Regardless, prior to initiating antiviral therapy, everything possible should be done to ensure that the patient is committed to the treatment, able to adhere to the regimen, and will follow up with his or her health care professional to assess whether medications are tolerated and working.
Guidelines for starting antiviral therapy have been proposed by panels of experts from several groups, including the Department of Health and Human Services (DHHS) (https://aidsinfo.nih.gov/) and International Antiviral Society-USA (IAS-USA). There are similar guidelines for treatment throughout Europe and by the World Health Organization for treatment in resource-limited countries. Until recently a recommendation supporting the start of therapy in those with CD4 cells greater than 500 cells was based upon evidence that ongoing viral replication, even in the setting of high CD4 cell counts, may be associated with damage to the brain, kidneys, heart, and possibly even liver. Along with this rationale, it was clear that newer regimens were easy to take, including a growing number of one-pill-per-day options, with minimal side effects. Another compelling argument that can be made for early therapy is the ability to reduce the risk of transmission to uninfected partners.

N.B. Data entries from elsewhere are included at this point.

use chrono::{DateTime, Duration, TimeZone, Utc};
use retroscope::config::EngineConfig;
use retroscope::engine::{carry_resolved_state, sort_patterns};
use retroscope::model::{DiscoveredPattern, PatternSeverity, PatternType, QuestionAnswer, ReflectionEntry};
use retroscope::{analyze, PatternEngine};

fn day(n: i64) -> DateTime<Utc> {
    Utc.with_ymd_and_hms(2024, 3, 4, 21, 0, 0).unwrap() + Duration::days(n)
}

fn now() -> DateTime<Utc> {
    Utc.with_ymd_and_hms(2024, 3, 20, 9, 0, 0).unwrap()
}

fn entry(n: i64, tags: &[&str], emotion: &str, energy: u8, answer: &str) -> ReflectionEntry {
    let answers = vec![QuestionAnswer::new("never_again", "반복하고 싶지 않은 일은?", answer)];
    ReflectionEntry::new(answers, tags.iter().map(|t| t.to_string()).collect(), emotion, energy).at(day(n))
}

fn meeting_week() -> Vec<ReflectionEntry> {
    (0..5)
        .map(|i| entry(i, &["회의"], "😤", if i % 2 == 0 { 2 } else { 3 }, "회의가 너무 길어서 집중하지 못했다"))
        .collect()
}

fn find<'a>(patterns: &'a [DiscoveredPattern], id: &str) -> &'a DiscoveredPattern {
    patterns.iter().find(|p| p.id == id).unwrap_or_else(|| panic!("missing pattern {id}"))
}

#[test]
fn fewer_than_two_entries_yield_nothing() {
    let engine = PatternEngine::default();
    assert!(engine.analyze_at(&[], &[], now()).is_empty());

    let one = vec![entry(0, &["회의", "야근", "보고"], "😤", 1, "회의 야근 보고")];
    assert!(engine.analyze_at(&one, &[], now()).is_empty());
}

#[test]
fn meeting_week_links_theme_to_emotion() {
    let out = PatternEngine::default().analyze_at(&meeting_week(), &[], now());

    let theme = find(&out, "tag_회의");
    assert_eq!(theme.pattern_type, PatternType::RecurringTheme);
    assert_eq!(theme.severity, PatternSeverity::High);
    assert_eq!(theme.frequency, 5);
    assert_eq!(theme.evidence.len(), 4);
    assert_eq!(theme.evidence[0].date, day(4));

    let emotion = find(&out, "emotion_😤");
    assert_eq!(emotion.severity, PatternSeverity::High);
    assert!(emotion.name.contains("답답함"));
    assert!(emotion.related_pattern_ids.as_ref().unwrap().contains(&"tag_회의".to_string()));
    assert!(emotion.possible_causes.as_ref().unwrap().contains(&theme.name));
    assert!(theme.symptoms.as_ref().unwrap().contains(&emotion.name));

    let energy = find(&out, "energy_low");
    assert_eq!(energy.severity, PatternSeverity::High);

    // time patterns carry no evidence and so never link
    let night = find(&out, "time_밤");
    assert!(night.related_pattern_ids.is_none());

    assert!(find(&out, "q_never_again_frequent").frequency == 5);
}

#[test]
fn analysis_is_idempotent_for_a_fixed_clock() {
    let entries = meeting_week();
    let engine = PatternEngine::default();
    let first = engine.analyze_at(&entries, &[], now());
    let second = engine.analyze_at(&entries, &first, now());
    assert_eq!(first, second);
}

#[test]
fn input_order_does_not_matter() {
    let entries = meeting_week();
    let mut reversed = entries.clone();
    reversed.reverse();
    let engine = PatternEngine::default();
    assert_eq!(engine.analyze_at(&entries, &[], now()), engine.analyze_at(&reversed, &[], now()));
}

#[test]
fn resolved_state_survives_reanalysis() {
    let entries = meeting_week();
    let engine = PatternEngine::default();
    let mut first = engine.analyze_at(&entries, &[], now());
    let resolved_at = Utc.with_ymd_and_hms(2024, 3, 10, 8, 0, 0).unwrap();
    for p in first.iter_mut().filter(|p| p.id == "tag_회의") {
        p.is_resolved = true;
        p.resolved_at = Some(resolved_at);
    }

    let second = engine.analyze_at(&entries, &first, now());
    let theme = find(&second, "tag_회의");
    assert!(theme.is_resolved);
    assert_eq!(theme.resolved_at, Some(resolved_at));
    assert_eq!(second.last().map(|p| p.id.as_str()), Some("tag_회의"));
    assert_eq!(second.iter().filter(|p| p.is_resolved).count(), 1);
}

#[test]
fn unresolved_previous_patterns_change_nothing() {
    let entries = meeting_week();
    let engine = PatternEngine::default();
    let first = engine.analyze_at(&entries, &[], now());
    let second = engine.analyze_at(&entries, &first, now());
    assert!(second.iter().all(|p| !p.is_resolved));
}

#[test]
fn expired_patterns_disappear_silently() {
    let engine = PatternEngine::default();
    let mut previous = engine.analyze_at(&meeting_week(), &[], now());
    for p in previous.iter_mut() {
        p.is_resolved = true;
    }
    let quiet = vec![entry(0, &["산책"], "😊", 8, "산책"), entry(1, &["독서"], "😌", 7, "독서")];
    let out = engine.analyze_at(&quiet, &previous, now());
    assert!(out.iter().all(|p| !p.id.starts_with("tag_회의")));
}

#[test]
fn output_is_sorted_by_resolution_then_severity() {
    let out = PatternEngine::default().analyze_at(&meeting_week(), &[], now());
    assert!(out
        .windows(2)
        .all(|w| (w[0].is_resolved, w[0].severity.rank()) <= (w[1].is_resolved, w[1].severity.rank())));
}

#[test]
fn sort_is_stable_within_a_rank() {
    let at = now();
    let mk = |id: &str, severity: PatternSeverity, resolved: bool| DiscoveredPattern {
        severity,
        is_resolved: resolved,
        ..DiscoveredPattern::new(id, PatternType::RecurringTheme, at)
    };
    let mut patterns = vec![
        mk("low", PatternSeverity::Low, false),
        mk("resolved_high", PatternSeverity::High, true),
        mk("positive", PatternSeverity::Positive, false),
        mk("high_1", PatternSeverity::High, false),
        mk("mid", PatternSeverity::Mid, false),
        mk("high_2", PatternSeverity::High, false),
    ];
    sort_patterns(&mut patterns);
    let ids: Vec<&str> = patterns.iter().map(|p| p.id.as_str()).collect();
    assert_eq!(ids, vec!["high_1", "high_2", "mid", "low", "positive", "resolved_high"]);
}

#[test]
fn first_resolved_duplicate_wins() {
    let at = now();
    let t1 = Utc.with_ymd_and_hms(2024, 1, 1, 0, 0, 0).unwrap();
    let t2 = Utc.with_ymd_and_hms(2024, 2, 1, 0, 0, 0).unwrap();
    let existing = vec![
        DiscoveredPattern { is_resolved: false, ..DiscoveredPattern::new("x", PatternType::RecurringTheme, at) },
        DiscoveredPattern { is_resolved: true, resolved_at: Some(t1), ..DiscoveredPattern::new("x", PatternType::RecurringTheme, at) },
        DiscoveredPattern { is_resolved: true, resolved_at: Some(t2), ..DiscoveredPattern::new("x", PatternType::RecurringTheme, at) },
    ];
    let mut fresh = vec![DiscoveredPattern::new("x", PatternType::RecurringTheme, at)];
    carry_resolved_state(&mut fresh, &existing);
    assert!(fresh[0].is_resolved);
    assert_eq!(fresh[0].resolved_at, Some(t1));
}

#[test]
fn custom_thresholds_change_detection() {
    let cfg = EngineConfig { tag_min_support: 6, ..EngineConfig::default() };
    let out = PatternEngine::new(cfg).analyze_at(&meeting_week(), &[], now());
    assert!(out.iter().all(|p| p.id != "tag_회의"));
}

#[test]
fn free_function_uses_stock_thresholds() {
    let out = analyze(&meeting_week(), &[]);
    assert!(out.iter().any(|p| p.id == "tag_회의"));
}

#[test]
fn pattern_ids_stay_unique_and_never_self_link() {
    let mut entries: Vec<_> = (0..3).map(|i| entry(i, &["A", "B"], "😔", 3, "야근")).collect();
    entries.extend((0..3).map(|i| entry(i, &["A+B"], "😔", 3, "야근")));
    let out = PatternEngine::default().analyze_at(&entries, &[], now());

    let mut ids: Vec<&str> = out.iter().map(|p| p.id.as_str()).collect();
    ids.sort_unstable();
    let total = ids.len();
    ids.dedup();
    assert_eq!(ids.len(), total);

    for p in &out {
        let Some(related) = &p.related_pattern_ids else { continue };
        assert!(!related.contains(&p.id), "{} links to itself", p.id);
        let mut unique = related.clone();
        unique.sort();
        unique.dedup();
        assert_eq!(unique.len(), related.len(), "{} repeats a partner", p.id);
    }
}
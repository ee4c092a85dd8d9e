use std::path::PathBuf;

use chrono::NaiveDate;
use serde::Serialize;

use crate::config::SorterConfig;

/// Catch-all directory for files that cannot be tied to a run.
pub const GENERAL_MISC_DIR: &str = "GeneralMisc";
/// Per-run directory for everything that is not a quantification result.
pub const MISC_DIR: &str = "Misc";
/// Per-run directory for quantification result exports.
pub const RAW_RESULTS_DIR: &str = "RawResults";
/// Daily directory naming, e.g. `20240315`.
pub const DATE_FORMAT: &str = "%Y%m%d";

/// Which per-run subdirectory a file belongs in.
#[derive(Debug, Clone, Copy, PartialEq, Eq, Serialize)]
pub enum Category {
    RawResult,
    Misc,
}

impl Category {
    pub fn dir_name(self) -> &'static str {
        match self {
            Category::RawResult => RAW_RESULTS_DIR,
            Category::Misc => MISC_DIR,
        }
    }
}

/// Where a file belongs, derived purely from its name and the day it arrived.
#[derive(Debug, Clone, PartialEq, Eq, Serialize)]
#[serde(tag = "kind")]
pub enum Classification {
    /// No run title could be extracted; goes to `GeneralMisc`.
    Unclassified,
    /// Part of an exported run, filed under the day it was observed.
    RunFile {
        date: NaiveDate,
        run_title: String,
        category: Category,
    },
}

impl Classification {
    /// Destination directory relative to the watched root.
    pub fn relative_dir(&self) -> PathBuf {
        match self {
            Classification::Unclassified => PathBuf::from(GENERAL_MISC_DIR),
            Classification::RunFile {
                date,
                run_title,
                category,
            } => PathBuf::from(date.format(DATE_FORMAT).to_string())
                .join(run_title)
                .join(category.dir_name()),
        }
    }
}

/// Splits exported file names into run title and category.
#[derive(Debug, Clone)]
pub struct Classifier {
    separator: String,
    raw_result_markers: Vec<String>,
}

impl Classifier {
    pub fn new(separator: impl Into<String>, raw_result_markers: Vec<String>) -> Self {
        Self {
            separator: separator.into(),
            raw_result_markers,
        }
    }

    pub fn from_config(config: &SorterConfig) -> Self {
        Self::new(config.separator.clone(), config.raw_result_markers.clone())
    }

    /// Classify a base file name observed on `today`.
    ///
    /// The run title is everything before the first separator. A padded
    /// separator such as `" - "` already consumes the surrounding spaces, so the
    /// title is used verbatim; a bare `"-"` leaves stray whitespace behind, which
    /// is trimmed. Titles that cannot name a directory (empty, `.`, `..`) make
    /// the file unclassified.
    pub fn classify(&self, file_name: &str, today: NaiveDate) -> Classification {
        let Some((head, _rest)) = file_name.split_once(self.separator.as_str()) else {
            return Classification::Unclassified;
        };

        let run_title = if self.separator.trim() == self.separator {
            head.trim()
        } else {
            head
        };
        if run_title.is_empty() || run_title == "." || run_title == ".." {
            return Classification::Unclassified;
        }

        Classification::RunFile {
            date: today,
            run_title: run_title.to_string(),
            category: self.category_of(file_name),
        }
    }

    fn category_of(&self, file_name: &str) -> Category {
        if self
            .raw_result_markers
            .iter()
            .any(|marker| file_name.contains(marker.as_str()))
        {
            Category::RawResult
        } else {
            Category::Misc
        }
    }
}
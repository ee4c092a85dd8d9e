//! Error types for configuration, provisioning and the watch source.

use std::path::PathBuf;

use thiserror::Error;

/// A destination directory could not be created.
#[derive(Error, Debug)]
#[error("cannot create directory {}: {source}", path.display())]
pub struct ProvisionError {
    pub path: PathBuf,
    #[source]
    pub source: std::io::Error,
}

/// Configuration values that would make classification meaningless.
#[derive(Error, Debug)]
pub enum ConfigError {
    #[error("separator must not be empty")]
    EmptySeparator,

    #[error("raw result markers must not be empty strings")]
    EmptyMarker,

    #[error("invalid ignore pattern '{pattern}': {reason}")]
    BadPattern { pattern: String, reason: String },
}

/// Errors from starting the filesystem watch.
#[derive(Error, Debug)]
pub enum WatchError {
    #[error("failed to initialize watcher: {reason}")]
    Init { reason: String },

    #[error("cannot watch path {}: {reason}", path.display())]
    PathWatch { path: PathBuf, reason: String },
}

impl From<notify::Error> for WatchError {
    fn from(e: notify::Error) -> Self {
        WatchError::Init {
            reason: e.to_string(),
        }
    }
}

A study called HPTN 052 demonstrated that among couples in which one person is HIV-infected and the other is not, those who were on antiretroviral therapy were 96% less likely to transmit HIV to their uninfected partner than those not on treatment.
Finally, a large study was recently reported that demonstrated unequivocally that starting therapy even with a CD4 cell count of greater than 500 cells/mm3 was associated with less risk of disease progression than waiting until CD4 cells were less than 350 cells/mm3. This study was called the START study and demonstrated a major reduction in disease progression with early therapy with virtually no increased risk for side effects. Based upon START, HPTN 052 and other accumulated data, currently all major guidelines around the world, including those of the World Health Organization recommend that antiretroviral therapy be initiated in all HIV-infected patients at the time of diagnosis. It is worth noting that these recommendations for universal treatment of HIV-infected patients will be limited by resources available for antiviral treatment in resource-limited countries.
Before starting treatment, patients must be aware of the short- and long-term side effects of the drugs, including the fact that some long-term complications may not be known. Patients also need to realize that therapy is a long-term commitment and requires consistent adherence to the drugs. In addition, clinicians and patients should recognize that depression, feelings of isolation, substance abuse, and side effects of the antiviral drugs can all be associated with the failure to follow the treatment program.